LEAR: I did her wrong.
FOOL: Canst tell how an oyster makes his shell?
LEAR: No.
FOOL: Nor I neither; but I can tell why a snail has a house.
LEAR: Why?
FOOL: Why, to put’s head in, not to give it away to his daughters and leave his horns without a case.
LEAR: I will forget my nature: so kind a father!
FOOL: The reason why the seven stars are no more than seven is a pretty reason.
LEAR: Because they are not eight.
FOOL: Yes indeed, thou wouldst make a good fool.
LEAR: To take’t again by force—monster ingratitude!
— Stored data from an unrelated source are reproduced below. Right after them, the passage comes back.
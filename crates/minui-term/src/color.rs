// SPDX-License-Identifier: MIT
//
// Colors and text effects.
//
// A `Color` is either an index into the terminal's 256-entry palette or a
// 24-bit RGB triple, packed into one `u32` with a tag bit. The default
// value is all-ones: an RGB white that doubles as the publisher's
// "nothing emitted yet" sentinel, guaranteeing the first cell of a frame
// always triggers a full graphic command.
//
// `Effect` bits sit at their SGR code positions (bold is SGR 1, italic
// SGR 3, ...), so emission is a walk over set bits writing the bit index.

use bitflags::bitflags;

// ─── Color ──────────────────────────────────────────────────────────────────

/// A palette or RGB color, packed into a `u32`.
#[derive(Debug, Clone, Copy, PartialEq, Eq, Hash)]
pub struct Color(u32);

impl Color {
    /// Set on RGB-encoded values; clear on palette indices.
    pub const RGB_MASK: u32 = 0x0100_0000;

    /// Build a color from a palette index.
    #[inline]
    #[must_use]
    pub const fn from_palette(palette_index: u8) -> Self {
        Self(palette_index as u32)
    }

    /// Build a color from RGB components.
    #[inline]
    #[must_use]
    pub const fn from_rgb(red: u8, green: u8, blue: u8) -> Self {
        Self(Self::RGB_MASK | (red as u32) << 16 | (green as u32) << 8 | blue as u32)
    }

    /// Build a color from an HSV description, encoded as RGB.
    ///
    /// `hue` in degrees `[0, 360]`, `saturation` and `value` in `[0, 1]`.
    #[must_use]
    pub fn from_hsv(hue: f32, saturation: f32, value: f32) -> Self {
        let chroma = saturation * value;
        let minimum = value - chroma;
        let col_full = to_component(value);
        let col_low = to_component(minimum);
        let col_inter = to_component(minimum + chroma * (1.0 - ((hue / 60.0) % 2.0 - 1.0).abs()));
        if hue <= 60.0 {
            Self::from_rgb(col_full, col_inter, col_low)
        } else if hue <= 120.0 {
            Self::from_rgb(col_inter, col_full, col_low)
        } else if hue <= 180.0 {
            Self::from_rgb(col_low, col_full, col_inter)
        } else if hue <= 240.0 {
            Self::from_rgb(col_low, col_inter, col_full)
        } else if hue <= 300.0 {
            Self::from_rgb(col_inter, col_low, col_full)
        } else {
            Self::from_rgb(col_full, col_low, col_inter)
        }
    }

    /// Rebuild a color from a raw packed value.
    #[inline]
    #[must_use]
    pub const fn from_raw(value: u32) -> Self {
        Self(value)
    }

    /// Whether this color is a palette index.
    #[inline]
    #[must_use]
    pub const fn is_palette(self) -> bool {
        self.0 & Self::RGB_MASK == 0
    }

    /// Whether this color is an RGB triple.
    #[inline]
    #[must_use]
    pub const fn is_rgb(self) -> bool {
        !self.is_palette()
    }

    /// Palette index. Only meaningful when [`is_palette`](Self::is_palette).
    #[inline]
    #[must_use]
    pub const fn palette_index(self) -> u8 {
        self.0 as u8
    }

    /// Red component. Only meaningful when [`is_rgb`](Self::is_rgb).
    #[inline]
    #[must_use]
    pub const fn red(self) -> u8 {
        (self.0 >> 16) as u8
    }

    /// Green component. Only meaningful when [`is_rgb`](Self::is_rgb).
    #[inline]
    #[must_use]
    pub const fn green(self) -> u8 {
        (self.0 >> 8) as u8
    }

    /// Blue component. Only meaningful when [`is_rgb`](Self::is_rgb).
    #[inline]
    #[must_use]
    pub const fn blue(self) -> u8 {
        self.0 as u8
    }

    /// The raw packed value.
    #[inline]
    #[must_use]
    pub const fn raw(self) -> u32 {
        self.0
    }
}

impl Default for Color {
    /// All-ones: an RGB white, distinct from every palette color.
    fn default() -> Self {
        Self(u32::MAX)
    }
}

#[allow(clippy::cast_possible_truncation, clippy::cast_sign_loss)]
fn to_component(ratio: f32) -> u8 {
    (255.0 * ratio).round() as u8
}

// ─── Effect ─────────────────────────────────────────────────────────────────

bitflags! {
    /// Text attributes, with each bit at its SGR code position.
    #[derive(Debug, Clone, Copy, PartialEq, Eq, Default, Hash)]
    pub struct Effect: u32 {
        const BOLD        = 1 << 1;
        const ITALIC      = 1 << 3;
        const UNDERLINE   = 1 << 4;
        const BLINK       = 1 << 5;
        const REVERSE     = 1 << 7;
        const CONCEAL     = 1 << 8;
        const CROSSED_OUT = 1 << 9;
    }
}

impl Effect {
    /// Lowest SGR code an effect bit can sit at.
    pub const FIRST_BIT: u32 = 1;
    /// Highest SGR code an effect bit can sit at.
    pub const LAST_BIT: u32 = 9;
}

// ─── Tests ───────────────────────────────────────────────────────────────────

#[cfg(test)]
mod tests {
    use pretty_assertions::assert_eq;

    use super::*;

    #[test]
    fn palette_and_rgb_are_mutually_exclusive() {
        for idx in 0..=u8::MAX {
            let c = Color::from_palette(idx);
            assert!(c.is_palette());
            assert!(!c.is_rgb());
            assert_eq!(c.palette_index(), idx);
        }
        let c = Color::from_rgb(1, 2, 3);
        assert!(c.is_rgb());
        assert!(!c.is_palette());
    }

    #[test]
    fn rgb_components_round_trip() {
        let c = Color::from_rgb(0xab, 0xcd, 0xef);
        assert_eq!(c.red(), 0xab);
        assert_eq!(c.green(), 0xcd);
        assert_eq!(c.blue(), 0xef);
    }

    #[test]
    fn default_color_is_rgb_white() {
        let c = Color::default();
        assert!(c.is_rgb());
        assert_eq!((c.red(), c.green(), c.blue()), (255, 255, 255));
    }

    #[test]
    fn default_differs_from_every_palette_color() {
        for idx in 0..=u8::MAX {
            assert_ne!(Color::default(), Color::from_palette(idx));
        }
    }

    #[test]
    fn hsv_zero_saturation_is_grey() {
        let c = Color::from_hsv(123.0, 0.0, 0.5);
        assert!(c.is_rgb());
        assert_eq!(c.red(), c.green());
        assert_eq!(c.green(), c.blue());
    }

    #[test]
    fn hsv_primary_corners() {
        assert_eq!(Color::from_hsv(0.0, 1.0, 1.0), Color::from_rgb(255, 0, 0));
        assert_eq!(Color::from_hsv(120.0, 1.0, 1.0), Color::from_rgb(0, 255, 0));
        assert_eq!(Color::from_hsv(240.0, 1.0, 1.0), Color::from_rgb(0, 0, 255));
    }

    #[test]
    fn hsv_full_value_no_saturation_is_white() {
        assert_eq!(Color::from_hsv(300.0, 0.0, 1.0), Color::from_rgb(255, 255, 255));
    }

    #[test]
    fn effect_bits_sit_at_sgr_codes() {
        assert_eq!(Effect::BOLD.bits(), 1 << 1);
        assert_eq!(Effect::ITALIC.bits(), 1 << 3);
        assert_eq!(Effect::UNDERLINE.bits(), 1 << 4);
        assert_eq!(Effect::BLINK.bits(), 1 << 5);
        assert_eq!(Effect::REVERSE.bits(), 1 << 7);
        assert_eq!(Effect::CONCEAL.bits(), 1 << 8);
        assert_eq!(Effect::CROSSED_OUT.bits(), 1 << 9);
    }

    #[test]
    fn effects_combine_and_toggle() {
        let mut e = Effect::BOLD | Effect::ITALIC;
        e ^= Effect::ITALIC;
        assert_eq!(e, Effect::BOLD);
        e ^= Effect::ITALIC;
        assert_eq!(e, Effect::BOLD | Effect::ITALIC);
    }
}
FOOL: If thou wert my fool, nuncle, I’d have thee beaten for being old before thy time.
LEAR: How’s that?
FOOL: Thou shouldst not have been old till thou hadst been wise.
LEAR: O let me not be mad, not mad, sweet heaven! I would not be mad. Keep me in temper, I would not be mad.
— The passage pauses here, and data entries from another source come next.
#[cfg(unix)]
impl Screen {
    /// Open the terminal, arm signal conversion, and show an empty screen.
    ///
    /// # Errors
    ///
    /// Fails when the terminal cannot be opened or any descriptor setup
    /// syscall fails.
    pub fn new() -> io::Result<Self> {
        let tty = BufferedTty::open()?;
        let (signal_fd, original_sigmask) =
            signal_descriptor(&[libc::SIGWINCH, libc::SIGINT, libc::SIGTERM])?;

        let epoll_fd = unsafe { libc::epoll_create1(libc::EPOLL_CLOEXEC) };
        if epoll_fd < 0 {
            let err = os_error("epoll_create1");
            unsafe {
                libc::close(signal_fd);
                libc::sigprocmask(libc::SIG_SETMASK, &original_sigmask, std::ptr::null_mut());
            }
            return Err(err);
        }

        let mut screen = Self {
            tty,
            signal_fd,
            epoll_fd,
            original_sigmask,
            frame: Frame::new(),
            default_fg: Color::from_palette(7),
            default_bg: Color::from_palette(0),
        };

        screen.epoll_register(screen.signal_fd, SLOT_SIGNAL)?;
        screen.epoll_register(screen.tty.raw_fd(), SLOT_TTY)?;

        let tx = screen.tty.tx();
        tx.push_str(SMCUP);
        tx.push_str(SMKX);
        tx.push_str(CIVIS);
        tx.push_str(CLEAR);
        screen.reset();
        screen.publish()?;
        Ok(screen)
    }

    fn epoll_register(&self, fd: libc::c_int, slot: u64) -> io::Result<()> {
        let mut ev = libc::epoll_event {
            events: libc::EPOLLIN as u32,
            u64: slot,
        };
        if unsafe { libc::epoll_ctl(self.epoll_fd, libc::EPOLL_CTL_ADD, fd, &mut ev) } < 0 {
            return Err(os_error("epoll_ctl(EPOLL_CTL_ADD)"));
        }
        Ok(())
    }

    /// Grid width in columns (the terminal width at the last `reset`).
    #[inline]
    #[must_use]
    pub const fn width(&self) -> u16 {
        self.frame.cols
    }

    /// Grid height in rows (the terminal height at the last `reset`).
    #[inline]
    #[must_use]
    pub const fn height(&self) -> u16 {
        self.frame.rows
    }

    /// Default colors applied by `reset` and the default-style wrappers.
    pub const fn set_default_colors(&mut self, fg: Color, bg: Color) {
        self.default_fg = fg;
        self.default_bg = bg;
    }

    /// The default style: default colors, no effect.
    #[inline]
    #[must_use]
    pub const fn default_style(&self) -> Style {
        Style::new(self.default_fg, self.default_bg)
    }

    /// Re-query the terminal size and blank the grid to the default
    /// colors. Call after a [`RESIZE`](Event::RESIZE) event.
    pub fn reset(&mut self) {
        // A failed size query keeps the previous dimensions; the grid is
        // still blanked so the next publish shows a consistent frame.
        let _ = self.tty.refresh_size();
        self.frame
            .rebuild(self.tty.size(), self.default_fg, self.default_bg);
    }

    fn put_u32(&mut self, y: i32, x: i32, glyph: u32, style: Style) {
        self.frame.put(y, x, glyph, style);
    }

    /// Put one glyph. Out-of-grid coordinates are silently ignored.
    pub fn put_glyph(&mut self, y: i32, x: i32, glyph: char, style: Style) {
        self.put_u32(y, x, glyph as u32, style);
    }

    /// Put a string, one cell per codepoint, growing to the right.
    pub fn put_str(&mut self, y: i32, x: i32, text: &str, style: Style) {
        for (i, c) in text.chars().enumerate() {
            #[allow(clippy::cast_possible_wrap, clippy::cast_possible_truncation)]
            self.put_u32(y, x + i as i32, c as u32, style);
        }
    }

    /// Put a string in exactly `width` cells, aligned and clipped.
    pub fn put_str_n(
        &mut self,
        y: i32,
        x: i32,
        text: &str,
        width: usize,
        align: Alignment,
        clip: Clip,
        style: Style,
    ) {
        self.put_glyphs(y, x, &layout_fixed(text, width, align, clip), style);
    }

    /// Put three strings left/middle/right within `width` cells,
    /// space-padded apart and clipped against overlap.
    pub fn put_str_3(
        &mut self,
        y: i32,
        x: i32,
        left: &str,
        middle: &str,
        right: &str,
        width: usize,
        style: Style,
    ) {
        self.put_glyphs(y, x, &layout_three(left, middle, right, width), style);
    }

    fn put_glyphs(&mut self, y: i32, x: i32, glyphs: &[u32], style: Style) {
        for (i, &glyph) in glyphs.iter().enumerate() {
            #[allow(clippy::cast_possible_wrap, clippy::cast_possible_truncation)]
            self.put_u32(y, x + i as i32, glyph, style);
        }
    }

    /// Put formatted text in exactly `width` cells.
    ///
    /// Starts from the default style; markers switch the running
    /// effect/colors for the glyphs that follow. Leftover cells are
    /// space-filled with the final running style.
    pub fn put_fstring(&mut self, y: i32, x: i32, text: &FormattedText, width: usize) {
        let mut style = self.default_style();
        let mut x = x;
        let mut remaining = width;
        for &value in text.as_slice() {
            if remaining == 0 {
                break;
            }
            if let Some(marker) = format::decode_marker(value) {
                match marker {
                    Marker::Effect(e) => style.effect = e,
                    Marker::Fg(c) => style.fg = c,
                    Marker::Bg(c) => style.bg = c,
                }
            } else {
                self.put_u32(y, x, value, style);
                x += 1;
                remaining -= 1;
            }
        }
        while remaining > 0 {
            self.put_u32(y, x, SPACE, style);
            x += 1;
            remaining -= 1;
        }
    }

    /// Recolor `width` cells starting at `(y, x)` without touching their
    /// glyphs or effects.
    pub fn set_colors(&mut self, y: i32, x: i32, width: usize, fg: Color, bg: Color) {
        self.frame.recolor(y, x, width, fg, bg);
    }

    /// Push the frame buffer to the terminal. No-op when nothing changed
    /// since the last publish.
    ///
    /// # Errors
    ///
    /// Fails when flushing to the terminal fails.
    pub fn publish(&mut self) -> io::Result<()> {
        if self.frame.publish_into(self.tty.tx()) {
            self.tty.flush_tx()?;
        }
        Ok(())
    }

    /// Publish pending changes, then wait for one event.
    ///
    /// `timeout_ms` of `-1` waits forever; `0` polls. Returns
    /// [`Event::INVALID`] when the timeout elapses with nothing to report.
    ///
    /// # Errors
    ///
    /// Fails on publish failure or on any syscall failure other than
    /// "interrupted"/"would block".
    pub fn wait_for_event(&mut self, timeout_ms: i32) -> io::Result<Event> {
        self.publish()?;

        // Drain input buffered during the previous cycle first.
        self.tty.fill_rx()?;
        if let Some(event) = self.tty.next_event() {
            return Ok(event);
        }

        let mut ev = libc::epoll_event { events: 0, u64: 0 };
        let n = unsafe { libc::epoll_wait(self.epoll_fd, &mut ev, 1, timeout_ms) };
        if n < 0 {
            let err = io::Error::last_os_error();
            return match err.raw_os_error() {
                Some(libc::EINTR | libc::EAGAIN) => Ok(Event::INVALID),
                _ => Err(os_error("epoll_wait")),
            };
        }
        if n == 0 {
            return Ok(Event::INVALID);
        }

        match ev.u64 {
            SLOT_SIGNAL => self.read_signal(),
            SLOT_TTY => {
                self.tty.fill_rx()?;
                Ok(self.tty.next_event().unwrap_or(Event::INVALID))
            }
            _ => Err(io::Error::new(
                io::ErrorKind::InvalidData,
                "epoll_wait: unknown slot",
            )),
        }
    }

    /// Consume one signal notification from the signal descriptor.
    fn read_signal(&mut self) -> io::Result<Event> {
        let mut info: libc::signalfd_siginfo = unsafe { std::mem::zeroed() };
        let n = unsafe {
            libc::read(
                self.signal_fd,
                std::ptr::from_mut(&mut info).cast::<libc::c_void>(),
                std::mem::size_of::<libc::signalfd_siginfo>(),
            )
        };
        if n < 0 {
            let err = io::Error::last_os_error();
            return match err.raw_os_error() {
                Some(libc::EINTR | libc::EAGAIN) => Ok(Event::INVALID),
                _ => Err(os_error("read signalfd")),
            };
        }
        #[allow(clippy::cast_sign_loss)]
        if (n as usize) != std::mem::size_of::<libc::signalfd_siginfo>() {
            return Err(io::Error::new(
                io::ErrorKind::InvalidData,
                "read signalfd: truncated siginfo",
            ));
        }
        #[allow(clippy::cast_possible_wrap)]
        Ok(Event::from_signal(info.ssi_signo as i32))
    }
}
// SPDX-License-Identifier: MIT
//
// minui-term — Minimal terminal-control engine.
//
// Direct terminal control for small interactive programs: raw-mode tty
// with buffered transfers, a key/signal event model in one word-sized
// value, a character-cell frame buffer with clipping text layout, and an
// epoll-driven wait that folds signals into the input stream.
//
// This crate intentionally avoids external TUI frameworks (ratatui,
// crossterm) in favor of direct terminal control via ANSI escape
// sequences and raw termios. The publisher rewrites the whole frame and
// spends its effort where it pays: one combined SGR command per style
// run, one buffered write per frame.

pub mod cell;
pub mod color;
pub mod escape;
pub mod event;
pub mod format;
pub mod input;
pub mod poll;
pub mod screen;
pub mod tty;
Although Kline and Goodwin’s duets are brilliant, the production, directed by James Lapine, does not help us get a grip on the play as a whole. We care little about Goneril’s and Regan’s struggles, and we barely notice Cordelia (Kristen Bush) and her steady effort to counteract her sisters’ capitalist greed with a kind of humane socialism. Lapine is right to bring Lear’s relationship with the Fool to the forefront of the play: Kline’s strengths lie in the delicate, the quiet, and the intimate moments, not in Lear’s more bombastic scenes. But, by relegating the various subplots to the margins, Lapine turns most of the other characters into mere figures in a shadow play. (This may be just as well in the case of the Earl of Gloucester’s bastard son, Edmund—played by Logan Marshall-Green—and his quest to destroy his brother and his father; Marshall-Green is a perfectly amiable young actor, but he lacks the severity of intention, the nefarious gravity of one who resides between resentment and anarchy.)


As every actor knows, Shakespeare wrote for the performer. In order to do justice to his plays, the actor must trust not only that he will be supported by the language but that he will find a measure of freedom in it. If the actors feel free, the director has done his work. Lapine, however, seems less like a director than like a manager. These actors work hard, but most of them move about the stage as if they were hemmed in by the weight of the text rather than liberated by it. The audience registers them almost entirely through Lear and the Fool’s reactions to them. Only Cerveris’s Kent seems to force himself into our consciousness, with his thrilling, bass-inflected voice. Known to most theatregoers as Sweeney Todd, in John Doyle’s 2005 production of Stephen Sondheim’s musical (Sondheim provided appropriate, if not particularly inspired, minimal music for this “Lear,” too), Cerveris has a devotion both to his own part as an exiled earl and to the other actors onstage. Using his deep voice like a shield, he tries to protect Kline’s Lear from the world; in his presence, the androgynous Kline becomes almost feminine.


Kline’s Lear is something to see, because he usurps the traditional reading of the role. While Alvin Epstein brought a scary, childlike stubbornness and anger to La MaMa’s rendition of the play last year, Kline does something altogether different and unexpected: he brings Lear down a notch. He makes his portrayal distinctly literary. He internalizes all the moments that other actors—Epstein included—have used for grandstanding. Even when he is caressing Cordelia’s dead body, Kline’s Lear doesn’t bellow out a “Howl, howl, howl, howl” of lament; he utters the word in a sad whisper of resignation. In that moment, he sounds almost like a flute muffled by a pillow. The pillow is his broken heart. Lear is a role that has challenged, defeated, and embraced great actors the world over. Here, Kline joins the pantheon.